In this Expert View article, our expert Andrew Thompson discusses the use of automated “FinOps policies” to improve efficiency and cost control in large organisations’ cloud environments. These policies serve as financial guardrails, aligning cloud usage with financial objectives and promoting cost savings while empowering application teams to make informed decisions. The article highlights the benefits, considerations, and common mistakes associated with implementing such policies.
In large organisations, where cloud environments undergo frequent changes, maintaining high levels of efficiency in your cloud usage can be challenging. Deploying automated ‘FinOps policies’ to enforce minimum standards can drive significant improvements in cloud efficiency. These policies can be thought of as financial guardrails, allowing an organisation to enforce financial controls across the entire cloud environment whilst supporting application teams in maintaining best practices. By centralizing these efforts, organizations can achieve consistency, increase cost savings, and improve overall cloud efficiency, without impacting development speed. This is good for the environment, and it also reduces your cloud bill.
Most cloud engineers are familiar with the concept of automated security policies that run in their cloud environments. For example, there may be a rule that blocks public access to AWS EC2 instances hosted in non-production environments. FinOps policies extend this approach by incorporating financial controls. They provide a framework to control cloud spend and establish minimum standards for cloud efficiency. Similar to how security policies align with a business’s security requirements, FinOps policies align with financial objectives.
Depending on how your organisation operates, these FinOps policies and their framework may be created by the FinOps team themselves, or may be developed by a platform team with input from FinOps specialists. For this article we’ll assume the FinOps team themselves are handling the work, though there are no strict rules on this, and the work can be owned by whichever team in your organisation is the best fit.

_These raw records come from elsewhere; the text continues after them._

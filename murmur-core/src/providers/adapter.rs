//! Protocol adapter trait
//!
//! Defines the strategy that translates between the neutral request/event
//! model and one backend's wire format. The adapter is picked once, when the
//! client is built, from the configured backend kind.

use crate::config::BackendConfig;
use crate::error::{ChatError, ChatResult, LineParseError};
use crate::protocol::{ConversationTurn, RequestSpec, StreamEvent};
use serde::{Deserialize, Serialize};
use std::sync::Arc;
use url::Url;

/// Core adapter trait that every backend wire format implements
pub trait ProtocolAdapter: Send + Sync {
    /// Short name used in logs
    fn name(&self) -> &str;

    /// Which wire format this adapter speaks
    fn kind(&self) -> BackendKind;

    /// Build the outbound request for one call.
    ///
    /// `history` is the snapshot taken after the new user turn was appended.
    fn build_request(
        &self,
        system_prompt: &str,
        history: &[ConversationTurn],
        new_user_text: &str,
    ) -> ChatResult<RequestSpec>;

    /// Interpret one complete response line.
    ///
    /// Returns `Ok(None)` for lines that carry nothing of interest (blank
    /// lines, keep-alives, unrelated events).
    fn parse_line(&self, line: &str) -> Result<Option<StreamEvent>, LineParseError>;
}

/// Supported backend wire formats
#[derive(Debug, Clone, Copy, PartialEq, Eq, Serialize, Deserialize)]
#[serde(rename_all = "snake_case")]
pub enum BackendKind {
    /// Flattened prompt in, newline-delimited JSON out
    Generate,
    /// Raw query in, `data:` prefixed JSON events out
    AgentMessage,
}

impl BackendKind {
    /// The kind selected by a backend configuration
    pub fn of(backend: &BackendConfig) -> Self {
        match backend {
            BackendConfig::Generate(_) => BackendKind::Generate,
            BackendConfig::AgentMessage(_) => BackendKind::AgentMessage,
        }
    }
}

/// Create the adapter for a backend configuration
pub fn create_adapter(backend: &BackendConfig) -> Arc<dyn ProtocolAdapter> {
    match backend {
        BackendConfig::Generate(cfg) => Arc::new(super::GenerateAdapter::new(cfg.clone())),
        BackendConfig::AgentMessage(cfg) => {
            Arc::new(super::AgentMessageAdapter::new(cfg.clone()))
        }
    }
}

/// Parse an endpoint string into an http(s) URL
pub fn parse_endpoint(endpoint: &str) -> ChatResult<Url> {
    let url = Url::parse(endpoint).map_err(|e| ChatError::MalformedEndpoint {
        endpoint: endpoint.to_string(),
        reason: e.to_string(),
    })?;

    match url.scheme() {
        "http" | "https" => Ok(url),
        scheme => Err(ChatError::MalformedEndpoint {
            endpoint: endpoint.to_string(),
            reason: format!("unsupported scheme '{}'", scheme),
        }),
    }
}
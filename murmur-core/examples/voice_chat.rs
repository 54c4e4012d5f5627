//! Voice Chat Demo - streaming a dish recommendation
//!
//! Loads a configuration file, grounds the system prompt in the dish
//! catalog, and streams one answer to the terminal. Thinking text is shown
//! dimmed.
//!
//! Run with:
//!   cargo run --example voice_chat -- murmur.yaml "Something light, I'm tired"
//!
//! Set RUST_LOG=murmur_core=debug to see request logging.

use anyhow::{Context, Result};
use murmur_core::config;
use murmur_core::recommend::{DishCatalog, Preference};
use murmur_core::{CallState, ChatStreamClient, FnObserver};
use std::io::Write;
use tracing_subscriber::EnvFilter;

#[tokio::main]
async fn main() -> Result<()> {
    tracing_subscriber::fmt()
        .with_env_filter(EnvFilter::try_from_default_env().unwrap_or_else(|_| EnvFilter::new("warn")))
        .init();

    let mut args = std::env::args().skip(1);
    let path = args.next().context("usage: voice_chat <config> [question]")?;
    let question = args
        .next()
        .unwrap_or_else(|| "Something light for dinner, I'm tired".to_string());

    let mut config = config::load(&path).with_context(|| format!("loading {}", path))?;

    let catalog = DishCatalog::with_defaults();
    let preference = Preference::new().with_taste("light").with_mood("tired");
    config.system_prompt = format!(
        "{}\n\n{}",
        config.system_prompt,
        catalog.context_prompt(&preference)
    );

    let client = ChatStreamClient::from_config(&config)?;
    println!("🎙️  {}\n", question);

    let observer = FnObserver::new(
        |text: &str| {
            print!("{}", text);
            let _ = std::io::stdout().flush();
        },
        |result| match result {
            Ok(answer) => println!("\n\n✅ {} characters", answer.chars().count()),
            Err(e) => eprintln!("\n\n❌ {}", e),
        },
    )
    .with_thinking(|text: &str| {
        print!("\x1b[2m{}\x1b[0m", text);
        let _ = std::io::stdout().flush();
    });

    let session = client.send_message_stream(&question, observer);

    tokio::select! {
        state = session.finished() => {
            if state != CallState::Completed {
                anyhow::bail!("call ended as {:?}", state);
            }
        }
        _ = tokio::signal::ctrl_c() => {
            client.cancel_active();
            println!("\n⏹️  cancelled");
        }
    }

    Ok(())
}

While the policies themselves are valuable, their implementation goes beyond simple rule enforcement. When the FinOps team creates and implements policies in the right way, it fosters cost awareness among application teams. By clearly defining the minimum standards of cloud efficiency expected by the business, the FinOps team can educate and engage stakeholders about the financial impact of their actions. This empowers application teams to make informed decisions, optimize cloud resource usage, and contribute to cost savings. Additionally, by showcasing the tangible value of FinOps engineering to a wider audience within the company, the FinOps team can gain support and recognition for their efforts.
Below are examples of FinOps policies a business might deploy to reduce waste. This example list is not definitive, as every business will have different opinions on acceptable tolerance levels.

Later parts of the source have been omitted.